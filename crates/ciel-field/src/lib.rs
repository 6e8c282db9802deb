//! Ciel Field — the field-evolution runtime
//!
//! A complex field ψ on an n×n grid, carried together with σ (local
//! intensity), λ (coupling, reserved) and ω (σ integrator):
//! - numeric: Laplacian, RMS norm, coherence, seed builder
//! - clock: monotonic phase oracle on an injectable time source
//! - kernel: explicit finite-difference step
//! - homeostat: scalar tracking the energy of ψ
//! - drift: clock-keyed phase rotation with seeded jitter
//! - memory: moving average of |ψ|
//! - reporter: scalar diagnostics
//! - runtime: all of the above composed into one `step`

pub mod backend;
pub mod clock;
pub mod drift;
pub mod homeostat;
pub mod kernel;
pub mod memory;
pub mod numeric;
pub mod reporter;
pub mod runtime;
pub mod state;

pub use backend::{select_backend, ArrayBackend, CpuBackend};
pub use clock::{Clock, ManualSource, MonotonicSource, TimeSource};
pub use drift::{DriftOperator, DriftParams, Harmonic};
pub use homeostat::Homeostat;
pub use kernel::StepKernel;
pub use memory::MemorySync;
pub use numeric::{coherence, laplacian, rms_norm, seed, seed_from_config, ComplexField, RealField};
pub use reporter::Reporter;
pub use runtime::Runtime;
pub use state::FieldState;

#[cfg(feature = "parallel")]
pub use backend::ParallelBackend;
※ ※ ※
- _WHAT YOU SHOULD DO_
Restate the entries above word for word, beginning with their first line and ending with the line holding "pub use memory::MemorySync;"; omit everything else.

- _SOLUTION TO THIS EXERCISE_
filename crates/ciel-field/src/lib.rs
repository 6e8c282db9802deb
//! Ciel Field — the field-evolution runtime
//!
//! A complex field ψ on an n×n grid, carried together with σ (local
//! intensity), λ (coupling, reserved) and ω (σ integrator):
//! - numeric: Laplacian, RMS norm, coherence, seed builder
//! - clock: monotonic phase oracle on an injectable time source
//! - kernel: explicit finite-difference step
//! - homeostat: scalar tracking the energy of ψ
//! - drift: clock-keyed phase rotation with seeded jitter
//! - memory: moving average of |ψ|
//! - reporter: scalar diagnostics
//! - runtime: all of the above composed into one `step`

pub mod backend;
pub mod clock;
pub mod drift;
pub mod homeostat;
pub mod kernel;
pub mod memory;
pub mod numeric;
pub mod reporter;
pub mod runtime;
pub mod state;

pub use backend::{select_backend, ArrayBackend, CpuBackend};
pub use clock::{Clock, ManualSource, MonotonicSource, TimeSource};
pub use drift::{DriftOperator, DriftParams, Harmonic};
pub use homeostat::Homeostat;
pub use kernel::StepKernel;
pub use memory::MemorySync;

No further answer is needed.